##### Data for the task

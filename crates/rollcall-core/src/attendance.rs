//! Attendance records and the inputs/outputs of attendance marking.
//!
//! A record is identified by its natural key `(student_id, course_id, date)`.
//! Re-marking the same key updates the existing record in place.

use chrono::{DateTime, NaiveDate, Utc};
use serde::{Deserialize, Deserializer, Serialize, de::IgnoredAny};
use strum::{EnumString, IntoStaticStr};

/// The attendance status of one student for one course on one day.
#[derive(
  Debug,
  Clone,
  Copy,
  PartialEq,
  Eq,
  Serialize,
  Deserialize,
  EnumString,
  IntoStaticStr,
)]
#[serde(rename_all = "lowercase")]
#[strum(serialize_all = "lowercase")]
pub enum AttendanceStatus {
  Present,
  Absent,
  Late,
}

/// A persisted attendance record.
#[derive(Debug, Clone, PartialEq, Eq, Serialize, Deserialize)]
pub struct AttendanceRecord {
  pub id:         i64,
  pub student_id: i64,
  /// Set by automatic marking; manual marks carry no class.
  pub class_id:   Option<i64>,
  pub course_id:  i64,
  pub teacher_id: i64,
  pub date:       NaiveDate,
  pub status:     AttendanceStatus,
  pub notes:      Option<String>,
  pub created_at: DateTime<Utc>,
  pub updated_at: DateTime<Utc>,
}

/// Input to [`crate::store::ScheduleStore::upsert_attendance`].
///
/// On a natural-key collision the store replaces `status`, `teacher_id` and
/// `updated_at`; `class_id` and `notes` are replaced only when `Some`.
#[derive(Debug, Clone, PartialEq, Eq)]
pub struct AttendanceUpsert {
  pub student_id: i64,
  pub class_id:   Option<i64>,
  pub course_id:  i64,
  pub teacher_id: i64,
  pub date:       NaiveDate,
  pub status:     AttendanceStatus,
  pub notes:      Option<String>,
}

/// Parameters for [`crate::store::ScheduleStore::list_attendance`].
#[derive(Debug, Clone, Default, Deserialize)]
pub struct AttendanceQuery {
  pub student_id: Option<i64>,
  pub course_id:  Option<i64>,
  /// Earliest date (inclusive).
  pub from:       Option<NaiveDate>,
  /// Latest date (inclusive).
  pub to:         Option<NaiveDate>,
}

/// What an automatic mark resolved to, returned for caller confirmation.
#[derive(Debug, Clone, Copy, PartialEq, Eq, Serialize, Deserialize)]
pub struct AutomaticMark {
  pub date:      NaiveDate,
  pub course_id: i64,
}

/// One entry of a manual attendance batch.
///
/// Every field is read leniently: a missing or mistyped value becomes `None`
/// and fails only this entry during validation. `status` is kept as raw text
/// for the same reason.
#[derive(Debug, Clone, Default, Serialize, Deserialize)]
pub struct ManualMark {
  #[serde(default, deserialize_with = "lenient")]
  pub student_id: Option<i64>,
  #[serde(default, deserialize_with = "lenient")]
  pub status:     Option<String>,
  #[serde(default, deserialize_with = "lenient")]
  pub notes:      Option<String>,
}

impl ManualMark {
  pub fn new(student_id: i64, status: impl Into<String>) -> Self {
    Self { student_id: Some(student_id), status: Some(status.into()), notes: None }
  }
}

/// `Some` when the value has the expected shape, `None` for anything else.
fn lenient<'de, D, T>(d: D) -> Result<Option<T>, D::Error>
where
  D: Deserializer<'de>,
  T: Deserialize<'de>,
{
  #[derive(Deserialize)]
  #[serde(untagged)]
  enum Lenient<T> {
    Value(T),
    Other(IgnoredAny),
  }

  Ok(match Lenient::<T>::deserialize(d)? {
    Lenient::Value(v) => Some(v),
    Lenient::Other(_) => None,
  })
}

/// Per-entry result of a batch operation, parallel to the input.
/// `student_id` is absent when the entry did not carry a usable one.
#[derive(Debug, Clone, PartialEq, Eq, Serialize, Deserialize)]
pub struct RecordOutcome {
  #[serde(skip_serializing_if = "Option::is_none")]
  pub student_id: Option<i64>,
  pub success:    bool,
  #[serde(skip_serializing_if = "Option::is_none")]
  pub id:         Option<i64>,
  #[serde(skip_serializing_if = "Option::is_none")]
  pub message:    Option<String>,
}

impl RecordOutcome {
  pub fn ok(student_id: i64, id: i64) -> Self {
    Self { student_id: Some(student_id), success: true, id: Some(id), message: None }
  }

  pub fn failed(student_id: impl Into<Option<i64>>, message: impl Into<String>) -> Self {
    Self {
      student_id: student_id.into(),
      success: false,
      id: None,
      message: Some(message.into()),
    }
  }
}

#[cfg(test)]
mod tests {
  use std::str::FromStr;

  use super::*;

  #[test]
  fn status_parses_lowercase_only() {
    assert_eq!(
      AttendanceStatus::from_str("present").unwrap(),
      AttendanceStatus::Present
    );
    assert_eq!(AttendanceStatus::from_str("late").unwrap(), AttendanceStatus::Late);
    assert!(AttendanceStatus::from_str("Present").is_err());
    assert!(AttendanceStatus::from_str("bad").is_err());
    assert_eq!(<&str>::from(AttendanceStatus::Absent), "absent");
  }

  #[test]
  fn outcome_omits_absent_fields() {
    let ok = serde_json::to_value(RecordOutcome::ok(9, 42)).unwrap();
    assert_eq!(ok, serde_json::json!({"student_id": 9, "success": true, "id": 42}));

    let failed =
      serde_json::to_value(RecordOutcome::failed(5, "invalid status")).unwrap();
    assert_eq!(
      failed,
      serde_json::json!({"student_id": 5, "success": false, "message": "invalid status"})
    );

    let anonymous = serde_json::to_value(RecordOutcome::failed(None, "no id")).unwrap();
    assert_eq!(anonymous, serde_json::json!({"success": false, "message": "no id"}));
  }

  #[test]
  fn manual_mark_tolerates_malformed_fields() {
    let marks: Vec<ManualMark> = serde_json::from_str(
      r#"[
        {"student_id": 9, "status": "present", "notes": "front row"},
        {"student_id": 5},
        {"student_id": null, "status": 3},
        {"student_id": "abc", "status": "late", "notes": false}
      ]"#,
    )
    .unwrap();

    assert_eq!(marks[0].student_id, Some(9));
    assert_eq!(marks[0].status.as_deref(), Some("present"));
    assert_eq!(marks[0].notes.as_deref(), Some("front row"));
    assert_eq!(marks[1].student_id, Some(5));
    assert_eq!(marks[1].status, None);
    assert_eq!(marks[2].student_id, None);
    assert_eq!(marks[2].status, None);
    assert_eq!(marks[3].student_id, None);
    assert_eq!(marks[3].status.as_deref(), Some("late"));
    assert_eq!(marks[3].notes, None);
  }
}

##########

> [What you have to do] Please print the material again in full, exactly as it is.

> [Answer space]
filename crates/rollcall-core/src/attendance.rs
//! Attendance records and the inputs/outputs of attendance marking.
//!
//! A record is identified by its natural key `(student_id, course_id, date)`.
//! Re-marking the same key updates the existing record in place.

use chrono::{DateTime, NaiveDate, Utc};
use serde::{Deserialize, Deserializer, Serialize, de::IgnoredAny};
use strum::{EnumString, IntoStaticStr};

/// The attendance status of one student for one course on one day.
#[derive(
  Debug,
  Clone,
  Copy,
  PartialEq,
  Eq,
  Serialize,
  Deserialize,
  EnumString,
  IntoStaticStr,
)]
#[serde(rename_all = "lowercase")]
#[strum(serialize_all = "lowercase")]
pub enum AttendanceStatus {
  Present,
  Absent,
  Late,
}

/// A persisted attendance record.
#[derive(Debug, Clone, PartialEq, Eq, Serialize, Deserialize)]
pub struct AttendanceRecord {
  pub id:         i64,
  pub student_id: i64,
  /// Set by automatic marking; manual marks carry no class.
  pub class_id:   Option<i64>,
  pub course_id:  i64,
  pub teacher_id: i64,
  pub date:       NaiveDate,
  pub status:     AttendanceStatus,
  pub notes:      Option<String>,
  pub created_at: DateTime<Utc>,
  pub updated_at: DateTime<Utc>,
}

/// Input to [`crate::store::ScheduleStore::upsert_attendance`].
///
/// On a natural-key collision the store replaces `status`, `teacher_id` and
/// `updated_at`; `class_id` and `notes` are replaced only when `Some`.
#[derive(Debug, Clone, PartialEq, Eq)]
pub struct AttendanceUpsert {
  pub student_id: i64,
  pub class_id:   Option<i64>,
  pub course_id:  i64,
  pub teacher_id: i64,
  pub date:       NaiveDate,
  pub status:     AttendanceStatus,
  pub notes:      Option<String>,
}

/// Parameters for [`crate::store::ScheduleStore::list_attendance`].
#[derive(Debug, Clone, Default, Deserialize)]
pub struct AttendanceQuery {
  pub student_id: Option<i64>,
  pub course_id:  Option<i64>,
  /// Earliest date (inclusive).
  pub from:       Option<NaiveDate>,
  /// Latest date (inclusive).
  pub to:         Option<NaiveDate>,
}

/// What an automatic mark resolved to, returned for caller confirmation.
#[derive(Debug, Clone, Copy, PartialEq, Eq, Serialize, Deserialize)]
pub struct AutomaticMark {
  pub date:      NaiveDate,
  pub course_id: i64,
}

/// One entry of a manual attendance batch.
///
/// Every field is read leniently: a missing or mistyped value becomes `None`
/// and fails only this entry during validation. `status` is kept as raw text
/// for the same reason.
#[derive(Debug, Clone, Default, Serialize, Deserialize)]
pub struct ManualMark {
  #[serde(default, deserialize_with = "lenient")]
  pub student_id: Option<i64>,
  #[serde(default, deserialize_with = "lenient")]
  pub status:     Option<String>,
  #[serde(default, deserialize_with = "lenient")]
  pub notes:      Option<String>,
}

impl ManualMark {
  pub fn new(student_id: i64, status: impl Into<String>) -> Self {
    Self { student_id: Some(student_id), status: Some(status.into()), notes: None }
  }
}

/// `Some` when the value has the expected shape, `None` for anything else.
fn lenient<'de, D, T>(d: D) -> Result<Option<T>, D::Error>
where
  D: Deserializer<'de>,
  T: Deserialize<'de>,
{
  #[derive(Deserialize)]
  #[serde(untagged)]
  enum Lenient<T> {
    Value(T),
    Other(IgnoredAny),
  }

  Ok(match Lenient::<T>::deserialize(d)? {
    Lenient::Value(v) => Some(v),
    Lenient::Other(_) => None,
  })
}

/// Per-entry result of a batch operation, parallel to the input.
/// `student_id` is absent when the entry did not carry a usable one.
#[derive(Debug, Clone, PartialEq, Eq, Serialize, Deserialize)]
pub struct RecordOutcome {
  #[serde(skip_serializing_if = "Option::is_none")]
  pub student_id: Option<i64>,
  pub success:    bool,
  #[serde(skip_serializing_if = "Option::is_none")]
  pub id:         Option<i64>,
  #[serde(skip_serializing_if = "Option::is_none")]
  pub message:    Option<String>,
}

impl RecordOutcome {
  pub fn ok(student_id: i64, id: i64) -> Self {
    Self { student_id: Some(student_id), success: true, id: Some(id), message: None }
  }

  pub fn failed(student_id: impl Into<Option<i64>>, message: impl Into<String>) -> Self {
    Self {
      student_id: student_id.into(),
      success: false,
      id: None,
      message: Some(message.into()),
    }
  }
}

#[cfg(test)]
mod tests {
  use std::str::FromStr;

  use super::*;

  #[test]
  fn status_parses_lowercase_only() {
    assert_eq!(
      AttendanceStatus::from_str("present").unwrap(),
      AttendanceStatus::Present
    );
    assert_eq!(AttendanceStatus::from_str("late").unwrap(), AttendanceStatus::Late);
    assert!(AttendanceStatus::from_str("Present").is_err());
    assert!(AttendanceStatus::from_str("bad").is_err());
    assert_eq!(<&str>::from(AttendanceStatus::Absent), "absent");
  }

  #[test]
  fn outcome_omits_absent_fields() {
    let ok = serde_json::to_value(RecordOutcome::ok(9, 42)).unwrap();
    assert_eq!(ok, serde_json::json!({"student_id": 9, "success": true, "id": 42}));

    let failed =
      serde_json::to_value(RecordOutcome::failed(5, "invalid status")).unwrap();
    assert_eq!(
      failed,
      serde_json::json!({"student_id": 5, "success": false, "message": "invalid status"})
    );

    let anonymous = serde_json::to_value(RecordOutcome::failed(None, "no id")).unwrap();
    assert_eq!(anonymous, serde_json::json!({"success": false, "message": "no id"}));
  }

  #[test]
  fn manual_mark_tolerates_malformed_fields() {
    let marks: Vec<ManualMark> = serde_json::from_str(
      r#"[
        {"student_id": 9, "status": "present", "notes": "front row"},
        {"student_id": 5},
        {"student_id": null, "status": 3},
        {"student_id": "abc", "status": "late", "notes": false}
      ]"#,
    )
    .unwrap();

    assert_eq!(marks[0].student_id, Some(9));
    assert_eq!(marks[0].status.as_deref(), Some("present"));
    assert_eq!(marks[0].notes.as_deref(), Some("front row"));
    assert_eq!(marks[1].student_id, Some(5));
    assert_eq!(marks[1].status, None);
    assert_eq!(marks[2].student_id, None);
    assert_eq!(marks[2].status, None);
    assert_eq!(marks[3].student_id, None);
    assert_eq!(marks[3].status.as_deref(), Some("late"));
    assert_eq!(marks[3].notes, None);
  }
}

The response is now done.